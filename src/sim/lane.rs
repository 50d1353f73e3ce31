//! Lane targets and easing
//!
//! Passing cars want their passing side, everyone else the centerline. When
//! two cars close together along the loop want the same lane, one of them
//! yields to another lane that is clear.

use super::kinematics::ease_factor;
use super::overtake::preferred_side;
use super::state::RaceState;

/// No other car near `car` along the loop is aiming for `lane`
fn lane_is_clear(state: &RaceState, car: usize, lane: i8) -> bool {
    let gap = state.tuning.lane_conflict_gap;
    (0..state.len()).filter(|&other| other != car).all(|other| {
        state.lane_target[other] != lane
            || state.track.signed_offset(state.s[other], state.s[car]).abs() >= gap
    })
}

/// Move `car` off a contested lane. Returns false when nothing is free.
fn yield_lane(state: &mut RaceState, car: usize) -> bool {
    let current = state.lane_target[car];

    if state.phase[car].is_passing() {
        // Mid-pass: only the other passing side will do
        let flipped = if current == 0 { -state.side[car] } else { -current };
        if flipped != 0 && lane_is_clear(state, car, flipped) {
            state.lane_target[car] = flipped;
            state.side[car] = flipped;
            return true;
        }
        return false;
    }

    let pref = preferred_side(state.ids[car]);
    let choice = [0, pref, -pref]
        .into_iter()
        .filter(|&lane| lane != current)
        .find(|&lane| lane_is_clear(state, car, lane));
    match choice {
        Some(lane) => {
            state.lane_target[car] = lane;
            true
        }
        None => false,
    }
}

/// The car already passing keeps its lane; with neither passing the follower does
fn yielder(state: &RaceState, follower: usize, leader: usize) -> usize {
    if state.phase[leader].is_passing() && !state.phase[follower].is_passing() {
        follower
    } else {
        leader
    }
}

/// Pick lane targets, settle conflicts between neighbors, then ease lanes
pub fn resolve_lanes(state: &mut RaceState, dt: f32) {
    let n = state.len();
    for car in 0..n {
        state.lane_target[car] = if state.phase[car].is_passing() {
            state.side[car]
        } else {
            0
        };
    }

    // Two cars share a single adjacent pair, not two
    let pairs = match n {
        0 | 1 => 0,
        2 => 1,
        _ => n,
    };
    for k in 0..pairs {
        let (mut follower, mut leader) = (state.order[k], state.order[(k + 1) % n]);
        let mut gap = state.track.forward_gap(state.s[follower], state.s[leader]);
        if n == 2 {
            // The lone pair may be nose to tail across the start line
            let across = state.track.forward_gap(state.s[leader], state.s[follower]);
            if across < gap {
                std::mem::swap(&mut follower, &mut leader);
                gap = across;
            }
        }
        if gap >= state.tuning.lane_conflict_gap
            || state.lane_target[follower] != state.lane_target[leader]
        {
            continue;
        }

        let car = yielder(state, follower, leader);
        if !yield_lane(state, car) {
            let other = if car == leader { follower } else { leader };
            log::trace!(
                "Car {} found no free lane near car {}",
                state.ids[car],
                state.ids[other]
            );
        }
    }

    let t = &state.tuning;
    for car in 0..n {
        let target = state.lane_target[car] as f32;
        let lane = state.lane[car];
        let rate = if target.abs() > lane.abs() {
            t.lane_ease_out
        } else {
            t.lane_ease_back
        };
        state.lane[car] = lane + (target - lane) * ease_factor(rate, dt);
    }
}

==========

If the word "track" appears in a line above, copy that line.

- Finished exercise -
            || state.track.signed_offset(state.s[other], state.s[car]).abs() >= gap
        let mut gap = state.track.forward_gap(state.s[follower], state.s[leader]);
            let across = state.track.forward_gap(state.s[leader], state.s[follower]);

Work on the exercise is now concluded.